On 18 January 1920 he was promoted to major, and was at the staff college in Quetta in 1921. He was Military Attaché in Kabul between 1924 and 1926, and was awarded the MacGregor Memorial Medal for military reconnaissances and journeys of exploration. His papers concerning the expedition to Afghan Turkestan are held in the national archive. He retired from the Indian Army in 1928 and was promoted to Lieutenant-Colonel on retirement.

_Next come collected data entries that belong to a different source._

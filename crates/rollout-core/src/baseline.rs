//! Baseline store
//!
//! Holds the last known-good snapshot per environment. Reads never block one
//! another; writes are serialized per environment key by the underlying
//! sharded map.
//!
//! Overwriting a baseline requires a [`FinalizeGrant`], which only the
//! orchestrator can mint and only while a rollout is finalizing. A failed
//! rollout therefore has no way to touch the baseline.

use crate::error::BaselineError;
use crate::types::{Baseline, Environment, MetricSnapshot, RolloutId};
use chrono::Utc;
use dashmap::DashMap;
use parking_lot::Mutex;
use std::collections::BTreeMap;
use std::path::{Path, PathBuf};

/// Right to promote a snapshot to baseline, held by a finalizing rollout
#[derive(Debug)]
pub struct FinalizeGrant {
    rollout_id: RolloutId,
    environment: Environment,
}

impl FinalizeGrant {
    pub(crate) fn issue(rollout_id: RolloutId, environment: Environment) -> Self {
        Self {
            rollout_id,
            environment,
        }
    }

    /// Rollout holding the grant
    #[inline]
    #[must_use]
    pub fn rollout_id(&self) -> RolloutId {
        self.rollout_id
    }

    /// Environment the grant covers
    #[inline]
    #[must_use]
    pub fn environment(&self) -> &Environment {
        &self.environment
    }
}

/// Per-environment baseline map with optional JSON file backing
#[derive(Debug, Default)]
pub struct BaselineStore {
    baselines: DashMap<Environment, Baseline>,
    path: Option<PathBuf>,
    /// Serializes file writes
    persist_lock: Mutex<()>,
}

impl BaselineStore {
    /// Create in-memory store
    #[inline]
    #[must_use]
    pub fn new() -> Self {
        Self::default()
    }

    /// Open a file-backed store, loading any existing baselines
    ///
    /// # Errors
    /// Returns `BaselineError::Persistence` if an existing file cannot be
    /// read or parsed.
    pub fn open(path: impl Into<PathBuf>) -> Result<Self, BaselineError> {
        let path = path.into();
        let baselines = DashMap::new();

        if path.exists() {
            let raw = std::fs::read_to_string(&path)
                .map_err(|e| BaselineError::Persistence(format!("{}: {e}", path.display())))?;
            let stored: BTreeMap<Environment, Baseline> = serde_json::from_str(&raw)
                .map_err(|e| BaselineError::Persistence(format!("{}: {e}", path.display())))?;
            for (env, baseline) in stored {
                baselines.insert(env, baseline);
            }
            tracing::debug!(path = %path.display(), count = baselines.len(), "Loaded baselines");
        }

        Ok(Self {
            baselines,
            path: Some(path),
            persist_lock: Mutex::new(()),
        })
    }

    /// Get baseline for an environment
    ///
    /// # Errors
    /// Returns `BaselineError::NotFound` if none has been recorded.
    pub fn get(&self, environment: &Environment) -> Result<Baseline, BaselineError> {
        self.baselines
            .get(environment)
            .map(|entry| entry.value().clone())
            .ok_or_else(|| BaselineError::NotFound(environment.to_string()))
    }

    /// Record the first baseline for an environment
    ///
    /// Refuses to overwrite an existing baseline; only a finalizing rollout
    /// may do that.
    ///
    /// # Errors
    /// Returns `BaselineError::AlreadyPresent` if a baseline exists.
    pub fn bootstrap(&self, snapshot: MetricSnapshot) -> Result<Baseline, BaselineError> {
        let environment = snapshot.environment.clone();
        let baseline = Baseline {
            snapshot,
            captured_at: Utc::now(),
            committed_by: None,
        };

        match self.baselines.entry(environment.clone()) {
            dashmap::mapref::entry::Entry::Occupied(_) => {
                return Err(BaselineError::AlreadyPresent(environment.to_string()));
            }
            dashmap::mapref::entry::Entry::Vacant(slot) => {
                slot.insert(baseline.clone());
            }
        }

        self.persist()?;
        Ok(baseline)
    }

    /// Promote a snapshot to baseline
    ///
    /// The in-memory baseline is updated before the file is written, so a
    /// persistence failure leaves the store consistent with the completed
    /// rollout and is reported to the caller.
    ///
    /// # Errors
    /// - `BaselineError::EnvironmentMismatch` if grant and snapshot disagree
    /// - `BaselineError::Persistence` if the backing file cannot be written
    pub fn commit(
        &self,
        grant: FinalizeGrant,
        snapshot: MetricSnapshot,
    ) -> Result<Baseline, BaselineError> {
        if grant.environment != snapshot.environment {
            return Err(BaselineError::EnvironmentMismatch {
                grant: grant.environment.to_string(),
                snapshot: snapshot.environment.to_string(),
            });
        }

        let baseline = Baseline {
            snapshot,
            captured_at: Utc::now(),
            committed_by: Some(grant.rollout_id),
        };
        self.baselines.insert(grant.environment.clone(), baseline.clone());
        tracing::info!(
            environment = %grant.environment,
            rollout_id = %grant.rollout_id,
            latency_ms = baseline.snapshot.latency_ms,
            "Baseline committed"
        );

        self.persist()?;
        Ok(baseline)
    }

    /// Environments with a baseline
    #[must_use]
    pub fn environments(&self) -> Vec<Environment> {
        let mut envs: Vec<Environment> = self.baselines.iter().map(|e| e.key().clone()).collect();
        envs.sort();
        envs
    }

    /// Backing file, if any
    #[inline]
    #[must_use]
    pub fn path(&self) -> Option<&Path> {
        self.path.as_deref()
    }

    /// Write all baselines to the backing file (temp file + rename)
    fn persist(&self) -> Result<(), BaselineError> {
        let Some(path) = &self.path else {
            return Ok(());
        };

        let _guard = self.persist_lock.lock();
        let stored: BTreeMap<Environment, Baseline> = self
            .baselines
            .iter()
            .map(|e| (e.key().clone(), e.value().clone()))
            .collect();

        let encoded = serde_json::to_vec_pretty(&stored)
            .map_err(|e| BaselineError::Persistence(e.to_string()))?;
        let tmp = path.with_extension("tmp");
        std::fs::write(&tmp, encoded)
            .and_then(|()| std::fs::rename(&tmp, path))
            .map_err(|e| BaselineError::Persistence(format!("{}: {e}", path.display())))
    }
}

#[cfg(test)]
mod tests {
    use super::*;

    fn snapshot(env: &str, latency: f64) -> MetricSnapshot {
        MetricSnapshot::new(env, latency, 1000.0, 0.001)
    }

    #[test]
    fn get_missing_is_not_found() {
        let store = BaselineStore::new();
        let err = store.get(&Environment::new("prod")).unwrap_err();
        assert!(matches!(err, BaselineError::NotFound(env) if env == "prod"));
    }

    #[test]
    fn bootstrap_only_once() {
        let store = BaselineStore::new();
        store.bootstrap(snapshot("prod", 10.0)).unwrap();

        let err = store.bootstrap(snapshot("prod", 99.0)).unwrap_err();
        assert!(matches!(err, BaselineError::AlreadyPresent(_)));

        let baseline = store.get(&Environment::new("prod")).unwrap();
        assert!((baseline.snapshot.latency_ms - 10.0).abs() < f64::EPSILON);
        assert_eq!(baseline.committed_by, None);
    }

    #[test]
    fn commit_overwrites_with_grant() {
        let store = BaselineStore::new();
        store.bootstrap(snapshot("prod", 10.0)).unwrap();

        let id = RolloutId::new();
        let grant = FinalizeGrant::issue(id, Environment::new("prod"));
        store.commit(grant, snapshot("prod", 10.2)).unwrap();

        let baseline = store.get(&Environment::new("prod")).unwrap();
        assert!((baseline.snapshot.latency_ms - 10.2).abs() < f64::EPSILON);
        assert_eq!(baseline.committed_by, Some(id));
    }

    #[test]
    fn commit_rejects_mismatched_environment() {
        let store = BaselineStore::new();
        let grant = FinalizeGrant::issue(RolloutId::new(), Environment::new("prod"));

        let err = store.commit(grant, snapshot("staging", 10.0)).unwrap_err();
        assert!(matches!(err, BaselineError::EnvironmentMismatch { .. }));
        assert!(store.get(&Environment::new("staging")).is_err());
    }

    #[test]
    fn file_backed_store_round_trips() {
        let dir = tempfile::tempdir().unwrap();
        let path = dir.path().join("baselines.json");

        {
            let store = BaselineStore::open(&path).unwrap();
            store.bootstrap(snapshot("prod", 10.0)).unwrap();
            let grant = FinalizeGrant::issue(RolloutId::new(), Environment::new("staging"));
            store.commit(grant, snapshot("staging", 7.5)).unwrap();
        }

        let reopened = BaselineStore::open(&path).unwrap();
        assert_eq!(
            reopened.environments(),
            vec![Environment::new("prod"), Environment::new("staging")]
        );
        let staging = reopened.get(&Environment::new("staging")).unwrap();
        assert!((staging.snapshot.latency_ms - 7.5).abs() < f64::EPSILON);
    }

    #[test]
    fn corrupt_file_is_persistence_error() {
        let dir = tempfile::tempdir().unwrap();
        let path = dir.path().join("baselines.json");
        std::fs::write(&path, "not json").unwrap();

        assert!(matches!(
            BaselineStore::open(&path),
            Err(BaselineError::Persistence(_))
        ));
    }
}
impl std::fmt::Debug for Collaborators {
    fn fmt(&self, f: &mut std::fmt::Formatter<'_>) -> std::fmt::Result {
        f.debug_struct("Collaborators")
            .field("baselines", &self.baselines)
            .field("history", &self.history.path())
            .finish_non_exhaustive()
    }
}

/// Why the happy path stopped
#[derive(Debug)]
enum Halt {
    /// Pre-deployment validation failed; nothing was deployed
    Precheck(String),
    /// Health, backend or deadline failure
    Failure(FailureReport),
    /// Operator cancellation
    Aborted,
}

impl Halt {
    fn failure(reason: impl Into<String>, verdict: Option<HealthVerdict>) -> Self {
        Self::Failure(FailureReport {
            reason: reason.into(),
            verdict,
        })
    }
}

/// How an observation window treats WARNING verdicts
#[derive(Debug, Clone, Copy, PartialEq, Eq)]
enum Stage {
    /// Aggregate only; a WARNING flags a degraded start
    Shadow,
    /// Count consecutive warnings against the tolerance
    Dwell,
}

/// Drives one rollout to a terminal phase
pub struct DeploymentOrchestrator {
    config: ReconcilerConfig,
    deps: Collaborators,
    probe: MetricsProbe,
    rollback: RollbackCoordinator,
    state: Arc<RwLock<RolloutState>>,
    cancel: watch::Receiver<bool>,
    thresholds: Thresholds,
    warning_tolerance: u32,
    dwell: Duration,
    shadow_window: Duration,
    deadline: Instant,
    last_snapshot: Option<MetricSnapshot>,
}

impl std::fmt::Debug for DeploymentOrchestrator {
    fn fmt(&self, f: &mut std::fmt::Formatter<'_>) -> std::fmt::Result {
        f.debug_struct("DeploymentOrchestrator")
            .field("state", &*self.state.read())
            .field("dwell", &self.dwell)
            .field("shadow_window", &self.shadow_window)
            .finish_non_exhaustive()
    }
}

In 1922, Harvey-Kelly married Sybil Mary Nuttall M.B. B.S. D.P.H., daughter of Harry Nuttall JP MP. They had four sons and one daughter. In 1940 he wrote to The Times regarding an obituary of the comedian Harry Tate that had been published in the paper:

In 1913 an Indian officer rejoined his regiment after a tour of duty as orderly officer to King George V. When asked what was the most remarkable sight of his visit to Europe he answered "Tate Sahib's moustache."

Harvey-Kelly retired to his native Ireland, eventually settling in Clonhugh, County Westmeath where he died in 1982.